Et l'abeille morte et la feuille tombée t'auront fait de la sorte une fraternité d'avant-garde, vies brisées juste avant la fin du monde. Moi je vais voir les eaux monter, la mer perdre son sel, je vois déjà la terre partir pulvérisée, ce qui se défait je ne sais mais le sens. Ton absence-même s'absente, ce qu'elle contenait d'absolu s'amenuise, devient l'ordinaire et j'ai peur à nouveau pour des bêtises essentielles, mais j'aime et me hâte d'aimer: cet automne l'œil d'un cyclone et c'est là que j'aime, ce qui m'échoit, aimer quand nul n'aime plus personne, que se dévorent les bêtes que dévorent les hommes qui abattent les arbres, épuisent le sable des grèves, et creusent les veines de la terre épuisée, à contretemps j'aime et je vis comme si les jours n'étaient pas comptés de l'espèce, de la terre, de la vie-même.

lundi 24 septembre 2018

Vallée de la Véronne

Ce matin revenant avec la lumière le froid comme un retour à l'ordre un aperçu d'octobre, les trois degrés affichés sur le tableau de bord et le cristal de givre bleu qui signale un danger de verglas, j'ai pris mon détour préféré, la petite route après le lieu-dit des Egyptiennes -pourquoi les Egyptiennes, je ne sais toujours pas- suivi la vallée de la Véronne dont le soleil enfin perçait les brumes claires de la rosée très blanche qui s'évapore au fond des prés. Combien de fois l'ai-je emprunté ce lacet de goudron que transperce l'herbe au centre de la voie, combien de fois ai-je marché là, j'y ai marché avec toi, Thibaud était petit, Thalie presque encore un bébé, Bastien était-il seulement né? -je ne m'en souviens pas. C'était l'été, Stéphane en était aussi de cette promenade, et d'autres fois, seul ou non, jusqu'à la fontaine Fiacre ou la chapelle Saint Firmin -c'était en mai, avec Tanguy-, dans les bois avec Andrew, sous la neige avec Laurent, tant de neige qu'il avait fallu faire demi-tour, il avait tant neigé ces années-là où tu étais tombée malade, où maman était tombée on ne sait trop comment, avait manqué d'y rester, ces années blanches et lourdes où il fut bien rare que je puisse, après les Egyptiennes, prendre mon détour préféré voir les baudets paître et les oiseaux s'envoler.

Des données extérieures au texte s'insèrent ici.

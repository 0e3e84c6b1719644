//! Reachability adapter backed by a watch channel

use application::ports::ReachabilityPort;
use tokio::sync::watch;
use tracing::info;

/// Network reachability fed by the host platform
#[derive(Debug)]
pub struct WatchReachability {
    state: watch::Sender<bool>,
}

impl Default for WatchReachability {
    fn default() -> Self {
        Self::new(true)
    }
}

impl WatchReachability {
    /// Create with an initial value
    #[must_use]
    pub fn new(reachable: bool) -> Self {
        let (state, _) = watch::channel(reachable);
        Self { state }
    }

    /// Subscribe to reachability changes
    pub fn changes(&self) -> watch::Receiver<bool> {
        self.state.subscribe()
    }

    /// Publish the latest value; subscribers are notified only on change
    pub fn set_reachable(&self, reachable: bool) {
        let changed = self.state.send_if_modified(|current| {
            let changed = *current != reachable;
            *current = reachable;
            changed
        });
        if changed {
            info!(reachable, "Network reachability changed");
        }
    }
}

impl ReachabilityPort for WatchReachability {
    fn is_reachable(&self) -> bool {
        *self.state.borrow()
    }
}
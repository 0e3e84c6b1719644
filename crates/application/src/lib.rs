//! Application layer - Use cases and orchestration
//!
//! Contains the briefing orchestrator, location resolution, ambient sound
//! coordination and the port definitions the infrastructure implements.

pub mod error;
pub mod ports;
pub mod services;

pub use error::ApplicationError;
pub use ports::*;
pub use services::*;
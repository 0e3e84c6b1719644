//! Network reachability port

#[cfg(test)]
use mockall::automock;

/// Port for the most recent network reachability value
#[cfg_attr(test, automock)]
pub trait ReachabilityPort: Send + Sync {
    /// Whether the network is currently reachable
    fn is_reachable(&self) -> bool;
}
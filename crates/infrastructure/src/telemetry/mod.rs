//! Logging initialization
//!
//! Installs a `tracing` subscriber writing to stderr. `RUST_LOG` takes
//! precedence over the configured filter.

use tracing::info;
use tracing_subscriber::{EnvFilter, layer::SubscriberExt, util::SubscriberInitExt};

use crate::config::TelemetryAppConfig;

/// Error type for telemetry initialization
#[derive(Debug, thiserror::Error)]
pub enum TelemetryError {
    /// The configured filter is not a valid directive
    #[error("Invalid log filter '{filter}': {reason}")]
    InvalidFilter {
        /// Offending filter
        filter: String,
        /// Parser message
        reason: String,
    },

    /// A global subscriber is already installed
    #[error("Failed to initialize tracing: {0}")]
    Init(String),
}

/// Build the filter from `RUST_LOG`, else from configuration
fn build_filter(config: &TelemetryAppConfig) -> Result<EnvFilter, TelemetryError> {
    if let Ok(filter) = EnvFilter::try_from_default_env() {
        return Ok(filter);
    }
    EnvFilter::try_new(&config.log_filter).map_err(|e| TelemetryError::InvalidFilter {
        filter: config.log_filter.clone(),
        reason: e.to_string(),
    })
}

/// Initialize the global subscriber
///
/// # Errors
///
/// Fails when the filter does not parse or a subscriber is already set.
pub fn init_telemetry(config: &TelemetryAppConfig) -> Result<(), TelemetryError> {
    let env_filter = build_filter(config)?;

    let result = if config.json {
        tracing_subscriber::registry()
            .with(env_filter)
            .with(
                tracing_subscriber::fmt::layer()
                    .json()
                    .with_target(true)
                    .with_writer(std::io::stderr),
            )
            .try_init()
    } else {
        tracing_subscriber::registry()
            .with(env_filter)
            .with(
                tracing_subscriber::fmt::layer()
                    .with_target(true)
                    .with_writer(std::io::stderr),
            )
            .try_init()
    };
    result.map_err(|e| TelemetryError::Init(e.to_string()))?;

    info!(json = config.json, "Telemetry initialized");
    Ok(())
}

#[cfg(test)]
mod tests {
    use super::*;

    #[test]
    fn second_init_fails() {
        let config = TelemetryAppConfig::default();
        let _ = init_telemetry(&config);
        assert!(matches!(
            init_telemetry(&config),
            Err(TelemetryError::Init(_))
        ));
    }

    #[test]
    fn error_display_names_filter() {
        let err = TelemetryError::InvalidFilter {
            filter: "=[".into(),
            reason: "bad".into(),
        };
        assert!(err.to_string().contains("=["));
    }
}
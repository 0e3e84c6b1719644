//! Weather service port
//!
//! Defines the interface for current weather retrieval.

use async_trait::async_trait;
use domain::entities::WeatherReading;
use domain::value_objects::GeoLocation;
#[cfg(test)]
use mockall::automock;

use crate::error::ApplicationError;

/// Port for weather service operations
///
/// Implementations perform exactly one round trip per call and never
/// return a partially populated reading.
#[allow(clippy::struct_field_names)] // automock generates struct with `get_*` prefixes
#[cfg_attr(test, automock)]
#[async_trait]
pub trait WeatherPort: Send + Sync {
    /// Get current weather for a location
    async fn get_current_weather(
        &self,
        location: &GeoLocation,
    ) -> Result<WeatherReading, ApplicationError>;
}
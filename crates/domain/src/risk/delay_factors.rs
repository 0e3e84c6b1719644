//! Delay predictor factors
//!
//! Three coarse statuses summarizing how likely a departure is to slip.

use serde::{Deserialize, Serialize};
use std::fmt;

use super::operational::{RunwayCongestion, runway_congestion};
use crate::value_objects::WeatherCategory;

/// How alarming a status is, from least to most
#[derive(Debug, Clone, Copy, PartialEq, Eq, Hash, PartialOrd, Ord, Serialize, Deserialize)]
#[serde(rename_all = "lowercase")]
pub enum Severity {
    /// Nothing to act on
    Nominal,
    /// Worth watching
    Elevated,
    /// Expect disruption
    Severe,
    /// Disruption is near certain
    Critical,
}

/// Which factor a status describes
#[derive(Debug, Clone, Copy, PartialEq, Eq, Hash, Serialize, Deserialize)]
#[serde(rename_all = "snake_case")]
pub enum DelayFactorKind {
    /// Weather at the airport
    WeatherConditions,
    /// Airport congestion
    AirportCongestion,
    /// Probability of delays on the route
    RouteDelayProbability,
}

impl DelayFactorKind {
    /// Title shown next to the status
    #[must_use]
    pub const fn title(&self) -> &'static str {
        match self {
            Self::WeatherConditions => "Weather conditions",
            Self::AirportCongestion => "Airport congestion",
            Self::RouteDelayProbability => "Probability of delays on the route",
        }
    }
}

/// A single factor status
#[derive(Debug, Clone, Copy, PartialEq, Eq, Serialize)]
pub struct DelayFactor {
    /// Factor being described
    pub kind: DelayFactorKind,
    /// Status label, e.g. `"High Risk"`
    pub status: &'static str,
    /// Severity of the status
    pub severity: Severity,
}

impl DelayFactor {
    const fn new(kind: DelayFactorKind, status: &'static str, severity: Severity) -> Self {
        Self {
            kind,
            status,
            severity,
        }
    }
}

impl fmt::Display for DelayFactor {
    fn fmt(&self, f: &mut fmt::Formatter<'_>) -> fmt::Result {
        write!(f, "{}: {}", self.kind.title(), self.status)
    }
}

/// All three delay factors for one reading
#[derive(Debug, Clone, Copy, PartialEq, Eq, Serialize)]
pub struct DelayFactors {
    /// Weather conditions status
    pub weather_conditions: DelayFactor,
    /// Airport congestion status
    pub airport_congestion: DelayFactor,
    /// Route delay probability status
    pub route_delay_probability: DelayFactor,
}

impl DelayFactors {
    /// Evaluate every factor for the given conditions
    #[must_use]
    pub fn evaluate(category: WeatherCategory, wind_speed: f64) -> Self {
        Self {
            weather_conditions: weather_conditions_status(category, wind_speed),
            airport_congestion: airport_congestion_status(category, wind_speed),
            route_delay_probability: route_delay_status(category, wind_speed),
        }
    }

    /// The factors in display order
    #[must_use]
    pub const fn as_array(&self) -> [DelayFactor; 3] {
        [
            self.weather_conditions,
            self.airport_congestion,
            self.route_delay_probability,
        ]
    }

    /// Highest severity among the factors
    #[must_use]
    pub fn worst_severity(&self) -> Severity {
        self.as_array()
            .iter()
            .map(|factor| factor.severity)
            .max()
            .unwrap_or(Severity::Nominal)
    }
}

/// Weather conditions factor
#[must_use]
pub fn weather_conditions_status(category: WeatherCategory, wind_speed: f64) -> DelayFactor {
    use WeatherCategory as C;
    const KIND: DelayFactorKind = DelayFactorKind::WeatherConditions;

    match category {
        C::Thunderstorm | C::Tornado | C::Squall => {
            DelayFactor::new(KIND, "High Risk", Severity::Severe)
        },
        C::Snow | C::Rain | C::Fog => DelayFactor::new(KIND, "Medium", Severity::Elevated),
        C::Clouds | C::Drizzle | C::Mist | C::Haze if wind_speed > 10.0 => {
            DelayFactor::new(KIND, "Medium", Severity::Elevated)
        },
        C::Clouds | C::Drizzle | C::Mist | C::Haze => {
            DelayFactor::new(KIND, "Low", Severity::Nominal)
        },
        C::Clear | C::Smoke | C::Dust | C::Sand | C::Ash | C::Unknown => {
            DelayFactor::new(KIND, "Normal", Severity::Nominal)
        },
    }
}

/// Airport congestion factor, labelled for the delay predictor
///
/// Follows the runway congestion table; `Medium` reads as `"Middle"` here.
#[must_use]
pub fn airport_congestion_status(category: WeatherCategory, wind_speed: f64) -> DelayFactor {
    const KIND: DelayFactorKind = DelayFactorKind::AirportCongestion;

    match runway_congestion(category, wind_speed) {
        RunwayCongestion::High => DelayFactor::new(KIND, "High", Severity::Severe),
        RunwayCongestion::Medium => DelayFactor::new(KIND, "Middle", Severity::Elevated),
        RunwayCongestion::Low => DelayFactor::new(KIND, "Low", Severity::Nominal),
        RunwayCongestion::Minimal => DelayFactor::new(KIND, "Minimal", Severity::Nominal),
    }
}

/// Route delay probability factor
#[must_use]
pub fn route_delay_status(category: WeatherCategory, wind_speed: f64) -> DelayFactor {
    use WeatherCategory as C;
    const KIND: DelayFactorKind = DelayFactorKind::RouteDelayProbability;

    let elevated = match category {
        C::Thunderstorm | C::Tornado | C::Squall | C::Snow | C::Rain | C::Fog => {
            return DelayFactor::new(KIND, "High", Severity::Critical);
        },
        C::Drizzle | C::Mist | C::Haze => wind_speed > 8.0,
        C::Clouds => wind_speed > 12.0,
        C::Clear => wind_speed > 20.0,
        C::Smoke | C::Dust | C::Sand | C::Ash | C::Unknown => false,
    };

    if elevated {
        DelayFactor::new(KIND, "Medium", Severity::Elevated)
    } else {
        DelayFactor::new(KIND, "Low", Severity::Nominal)
    }
}

#[cfg(test)]
mod tests {
    use super::*;

    #[test]
    fn weather_conditions_severe() {
        let factor = weather_conditions_status(WeatherCategory::Squall, 0.0);
        assert_eq!(factor.status, "High Risk");
        assert_eq!(factor.severity, Severity::Severe);
    }

    #[test]
    fn weather_conditions_wind_sensitive_group() {
        assert_eq!(weather_conditions_status(WeatherCategory::Mist, 10.0).status, "Low");
        assert_eq!(weather_conditions_status(WeatherCategory::Mist, 10.5).status, "Medium");
        assert_eq!(weather_conditions_status(WeatherCategory::Clouds, 3.0).status, "Low");
    }

    #[test]
    fn weather_conditions_clear_is_normal_at_any_wind() {
        assert_eq!(weather_conditions_status(WeatherCategory::Clear, 90.0).status, "Normal");
        assert_eq!(weather_conditions_status(WeatherCategory::Unknown, 0.0).status, "Normal");
    }

    #[test]
    fn airport_congestion_uses_middle_label() {
        let factor = airport_congestion_status(WeatherCategory::Rain, 0.0);
        assert_eq!(factor.status, "Middle");
        assert_eq!(factor.severity, Severity::Elevated);
        assert_eq!(
            airport_congestion_status(WeatherCategory::Clear, 1.0).status,
            "Minimal"
        );
    }

    #[test]
    fn route_delay_levels() {
        assert_eq!(
            route_delay_status(WeatherCategory::Fog, 0.0).severity,
            Severity::Critical
        );
        assert_eq!(route_delay_status(WeatherCategory::Haze, 9.0).status, "Medium");
        assert_eq!(route_delay_status(WeatherCategory::Clear, 20.0).status, "Low");
        assert_eq!(route_delay_status(WeatherCategory::Ash, 99.0).status, "Low");
    }

    #[test]
    fn evaluate_collects_all_factors() {
        let factors = DelayFactors::evaluate(WeatherCategory::Thunderstorm, 50.0);
        let kinds: Vec<_> = factors.as_array().iter().map(|f| f.kind).collect();
        assert_eq!(
            kinds,
            vec![
                DelayFactorKind::WeatherConditions,
                DelayFactorKind::AirportCongestion,
                DelayFactorKind::RouteDelayProbability,
            ]
        );
        assert_eq!(factors.worst_severity(), Severity::Critical);
    }

    #[test]
    fn calm_conditions_are_nominal() {
        let factors = DelayFactors::evaluate(WeatherCategory::Clear, 5.0);
        assert_eq!(factors.worst_severity(), Severity::Nominal);
    }

    #[test]
    fn display_includes_title() {
        let factor = route_delay_status(WeatherCategory::Rain, 0.0);
        assert_eq!(factor.to_string(), "Probability of delays on the route: High");
    }
}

dimanche 16 septembre 2018

Post-Scriptum

Je ne t'écris plus, des mois que je ne t'écris plus, j'aime, ne t'oublie ni ne te trahis mais j'aime et me voici vivant ma morte, il s'appelle Tanguy celui qui, tu ne le sauras pas, mais c'est lui qui me fait sourire au matin, lui le nom de ma joie, le vœu de ma chanson. Tu es morte avant la fin du monde, cinq ans dit Bowie, deux répond l'ONU, qu'importe, je prends, je suis vieux et j'aime Tanguy et marcher sous l'ombre des arbres qui restent. Nous, il faudrait s'arrêter, ralentir le mouvement, se faire arbres si possible, pas morts comme morte tu es, mais arbres lents aux souffles verts, s'arrêter si possible, ne plus brûler ce qui nous permet d'être, ne plus dévorer mais aimer, savourer le présent, le désir revenu par inadvertance, la joie d'un souffle partagé jusque dans le sommeil, il s'appelle Tanguy celui qui me fait vivre dans la mort de l'espèce, deux ans, cinq ans, aimer je prends.